_Description of the task:_ The records that follow must be printed exactly as they are.

_Collected data:_
BEGIN
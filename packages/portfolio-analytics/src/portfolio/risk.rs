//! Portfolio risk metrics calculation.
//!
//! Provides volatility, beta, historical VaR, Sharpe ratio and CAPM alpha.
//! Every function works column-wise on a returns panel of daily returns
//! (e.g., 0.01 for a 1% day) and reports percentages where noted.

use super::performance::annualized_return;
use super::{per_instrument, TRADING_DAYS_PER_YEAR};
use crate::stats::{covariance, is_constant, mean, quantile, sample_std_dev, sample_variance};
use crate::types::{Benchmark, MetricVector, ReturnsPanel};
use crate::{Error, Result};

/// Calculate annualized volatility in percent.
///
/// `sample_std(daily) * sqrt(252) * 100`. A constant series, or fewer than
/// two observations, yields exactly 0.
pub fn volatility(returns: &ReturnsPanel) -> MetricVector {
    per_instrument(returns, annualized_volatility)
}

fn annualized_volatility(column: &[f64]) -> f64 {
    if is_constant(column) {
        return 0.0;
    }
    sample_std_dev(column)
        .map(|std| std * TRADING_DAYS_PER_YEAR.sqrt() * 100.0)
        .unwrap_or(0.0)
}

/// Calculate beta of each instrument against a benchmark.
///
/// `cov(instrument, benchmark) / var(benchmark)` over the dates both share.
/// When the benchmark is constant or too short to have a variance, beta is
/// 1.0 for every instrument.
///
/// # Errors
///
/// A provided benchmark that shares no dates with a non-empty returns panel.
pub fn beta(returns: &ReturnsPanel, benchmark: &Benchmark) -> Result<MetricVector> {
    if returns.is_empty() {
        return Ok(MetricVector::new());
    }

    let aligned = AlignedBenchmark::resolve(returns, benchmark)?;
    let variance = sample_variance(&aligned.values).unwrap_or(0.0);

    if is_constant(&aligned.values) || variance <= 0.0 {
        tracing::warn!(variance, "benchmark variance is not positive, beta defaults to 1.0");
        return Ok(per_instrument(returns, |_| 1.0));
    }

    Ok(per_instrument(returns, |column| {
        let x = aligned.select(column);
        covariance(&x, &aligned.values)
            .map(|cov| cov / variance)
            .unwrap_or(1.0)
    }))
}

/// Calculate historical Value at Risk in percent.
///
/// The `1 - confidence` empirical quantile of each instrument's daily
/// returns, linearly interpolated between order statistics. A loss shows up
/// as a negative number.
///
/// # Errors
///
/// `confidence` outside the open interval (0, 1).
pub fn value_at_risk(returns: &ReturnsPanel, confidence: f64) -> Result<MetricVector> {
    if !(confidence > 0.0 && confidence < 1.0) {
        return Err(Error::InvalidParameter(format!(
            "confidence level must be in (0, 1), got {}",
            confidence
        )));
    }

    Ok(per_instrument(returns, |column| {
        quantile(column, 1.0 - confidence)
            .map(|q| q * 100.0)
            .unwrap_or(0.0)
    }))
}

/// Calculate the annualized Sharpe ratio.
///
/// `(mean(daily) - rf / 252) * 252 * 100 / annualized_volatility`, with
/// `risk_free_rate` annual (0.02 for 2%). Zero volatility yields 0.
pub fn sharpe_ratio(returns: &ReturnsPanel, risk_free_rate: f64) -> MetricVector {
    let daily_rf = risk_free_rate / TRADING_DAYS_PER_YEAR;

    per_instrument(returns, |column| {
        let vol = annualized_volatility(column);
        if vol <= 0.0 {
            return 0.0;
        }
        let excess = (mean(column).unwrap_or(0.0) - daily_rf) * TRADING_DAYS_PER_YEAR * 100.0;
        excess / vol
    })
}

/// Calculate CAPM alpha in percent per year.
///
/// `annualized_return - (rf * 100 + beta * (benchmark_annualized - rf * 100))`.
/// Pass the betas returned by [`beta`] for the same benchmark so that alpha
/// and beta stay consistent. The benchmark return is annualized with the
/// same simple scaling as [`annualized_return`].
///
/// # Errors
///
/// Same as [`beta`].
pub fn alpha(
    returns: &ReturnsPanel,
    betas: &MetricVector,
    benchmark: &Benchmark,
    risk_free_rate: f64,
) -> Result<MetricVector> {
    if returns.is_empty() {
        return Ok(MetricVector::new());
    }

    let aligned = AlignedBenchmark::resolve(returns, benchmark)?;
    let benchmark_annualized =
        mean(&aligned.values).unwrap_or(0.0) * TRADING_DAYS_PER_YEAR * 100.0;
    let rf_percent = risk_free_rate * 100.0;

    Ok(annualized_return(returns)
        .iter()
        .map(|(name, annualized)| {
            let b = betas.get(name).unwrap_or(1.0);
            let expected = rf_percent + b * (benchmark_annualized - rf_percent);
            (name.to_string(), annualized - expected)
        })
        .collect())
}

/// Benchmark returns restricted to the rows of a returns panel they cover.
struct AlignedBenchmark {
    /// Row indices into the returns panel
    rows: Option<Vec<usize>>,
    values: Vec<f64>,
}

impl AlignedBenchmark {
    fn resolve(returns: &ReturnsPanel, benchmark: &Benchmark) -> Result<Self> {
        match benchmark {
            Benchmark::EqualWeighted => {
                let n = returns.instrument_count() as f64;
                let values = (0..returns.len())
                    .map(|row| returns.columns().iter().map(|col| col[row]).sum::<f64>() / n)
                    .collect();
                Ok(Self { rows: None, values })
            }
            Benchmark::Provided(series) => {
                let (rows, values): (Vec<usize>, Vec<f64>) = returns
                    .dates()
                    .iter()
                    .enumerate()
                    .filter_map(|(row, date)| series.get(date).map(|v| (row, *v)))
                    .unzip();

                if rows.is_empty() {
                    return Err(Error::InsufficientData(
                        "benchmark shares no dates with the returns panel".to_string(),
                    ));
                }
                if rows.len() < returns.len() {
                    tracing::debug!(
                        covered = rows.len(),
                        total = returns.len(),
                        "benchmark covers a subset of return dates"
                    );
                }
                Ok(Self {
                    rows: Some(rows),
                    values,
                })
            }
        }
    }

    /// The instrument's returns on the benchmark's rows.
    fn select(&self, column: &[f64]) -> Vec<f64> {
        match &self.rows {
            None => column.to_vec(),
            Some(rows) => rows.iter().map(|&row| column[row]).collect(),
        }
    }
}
END
_Answer to the exercise:_
filename packages/portfolio-analytics/src/portfolio/risk.rs
//! Portfolio risk metrics calculation.
//!
//! Provides volatility, beta, historical VaR, Sharpe ratio and CAPM alpha.
//! Every function works column-wise on a returns panel of daily returns
//! (e.g., 0.01 for a 1% day) and reports percentages where noted.

use super::performance::annualized_return;
use super::{per_instrument, TRADING_DAYS_PER_YEAR};
use crate::stats::{covariance, is_constant, mean, quantile, sample_std_dev, sample_variance};
use crate::types::{Benchmark, MetricVector, ReturnsPanel};
use crate::{Error, Result};

/// Calculate annualized volatility in percent.
///
/// `sample_std(daily) * sqrt(252) * 100`. A constant series, or fewer than
/// two observations, yields exactly 0.
pub fn volatility(returns: &ReturnsPanel) -> MetricVector {
    per_instrument(returns, annualized_volatility)
}

fn annualized_volatility(column: &[f64]) -> f64 {
    if is_constant(column) {
        return 0.0;
    }
    sample_std_dev(column)
        .map(|std| std * TRADING_DAYS_PER_YEAR.sqrt() * 100.0)
        .unwrap_or(0.0)
}

/// Calculate beta of each instrument against a benchmark.
///
/// `cov(instrument, benchmark) / var(benchmark)` over the dates both share.
/// When the benchmark is constant or too short to have a variance, beta is
/// 1.0 for every instrument.
///
/// # Errors
///
/// A provided benchmark that shares no dates with a non-empty returns panel.
pub fn beta(returns: &ReturnsPanel, benchmark: &Benchmark) -> Result<MetricVector> {
    if returns.is_empty() {
        return Ok(MetricVector::new());
    }

    let aligned = AlignedBenchmark::resolve(returns, benchmark)?;
    let variance = sample_variance(&aligned.values).unwrap_or(0.0);

    if is_constant(&aligned.values) || variance <= 0.0 {
        tracing::warn!(variance, "benchmark variance is not positive, beta defaults to 1.0");
        return Ok(per_instrument(returns, |_| 1.0));
    }

    Ok(per_instrument(returns, |column| {
        let x = aligned.select(column);
        covariance(&x, &aligned.values)
            .map(|cov| cov / variance)
            .unwrap_or(1.0)
    }))
}

/// Calculate historical Value at Risk in percent.
///
/// The `1 - confidence` empirical quantile of each instrument's daily
/// returns, linearly interpolated between order statistics. A loss shows up
/// as a negative number.
///
/// # Errors
///
/// `confidence` outside the open interval (0, 1).
pub fn value_at_risk(returns: &ReturnsPanel, confidence: f64) -> Result<MetricVector> {
    if !(confidence > 0.0 && confidence < 1.0) {
        return Err(Error::InvalidParameter(format!(
            "confidence level must be in (0, 1), got {}",
            confidence
        )));
    }

    Ok(per_instrument(returns, |column| {
        quantile(column, 1.0 - confidence)
            .map(|q| q * 100.0)
            .unwrap_or(0.0)
    }))
}

/// Calculate the annualized Sharpe ratio.
///
/// `(mean(daily) - rf / 252) * 252 * 100 / annualized_volatility`, with
/// `risk_free_rate` annual (0.02 for 2%). Zero volatility yields 0.
pub fn sharpe_ratio(returns: &ReturnsPanel, risk_free_rate: f64) -> MetricVector {
    let daily_rf = risk_free_rate / TRADING_DAYS_PER_YEAR;

    per_instrument(returns, |column| {
        let vol = annualized_volatility(column);
        if vol <= 0.0 {
            return 0.0;
        }
        let excess = (mean(column).unwrap_or(0.0) - daily_rf) * TRADING_DAYS_PER_YEAR * 100.0;
        excess / vol
    })
}

/// Calculate CAPM alpha in percent per year.
///
/// `annualized_return - (rf * 100 + beta * (benchmark_annualized - rf * 100))`.
/// Pass the betas returned by [`beta`] for the same benchmark so that alpha
/// and beta stay consistent. The benchmark return is annualized with the
/// same simple scaling as [`annualized_return`].
///
/// # Errors
///
/// Same as [`beta`].
pub fn alpha(
    returns: &ReturnsPanel,
    betas: &MetricVector,
    benchmark: &Benchmark,
    risk_free_rate: f64,
) -> Result<MetricVector> {
    if returns.is_empty() {
        return Ok(MetricVector::new());
    }

    let aligned = AlignedBenchmark::resolve(returns, benchmark)?;
    let benchmark_annualized =
        mean(&aligned.values).unwrap_or(0.0) * TRADING_DAYS_PER_YEAR * 100.0;
    let rf_percent = risk_free_rate * 100.0;

    Ok(annualized_return(returns)
        .iter()
        .map(|(name, annualized)| {
            let b = betas.get(name).unwrap_or(1.0);
            let expected = rf_percent + b * (benchmark_annualized - rf_percent);
            (name.to_string(), annualized - expected)
        })
        .collect())
}

/// Benchmark returns restricted to the rows of a returns panel they cover.
struct AlignedBenchmark {
    /// Row indices into the returns panel
    rows: Option<Vec<usize>>,
    values: Vec<f64>,
}

impl AlignedBenchmark {
    fn resolve(returns: &ReturnsPanel, benchmark: &Benchmark) -> Result<Self> {
        match benchmark {
            Benchmark::EqualWeighted => {
                let n = returns.instrument_count() as f64;
                let values = (0..returns.len())
                    .map(|row| returns.columns().iter().map(|col| col[row]).sum::<f64>() / n)
                    .collect();
                Ok(Self { rows: None, values })
            }
            Benchmark::Provided(series) => {
                let (rows, values): (Vec<usize>, Vec<f64>) = returns
                    .dates()
                    .iter()
                    .enumerate()
                    .filter_map(|(row, date)| series.get(date).map(|v| (row, *v)))
                    .unzip();

                if rows.is_empty() {
                    return Err(Error::InsufficientData(
                        "benchmark shares no dates with the returns panel".to_string(),
                    ));
                }
                if rows.len() < returns.len() {
                    tracing::debug!(
                        covered = rows.len(),
                        total = returns.len(),
                        "benchmark covers a subset of return dates"
                    );
                }
                Ok(Self {
                    rows: Some(rows),
                    values,
                })
            }
        }
    }

    /// The instrument's returns on the benchmark's rows.
    fn select(&self, column: &[f64]) -> Vec<f64> {
        match &self.rows {
            None => column.to_vec(),
            Some(rows) => rows.iter().map(|&row| column[row]).collect(),
        }
    }
}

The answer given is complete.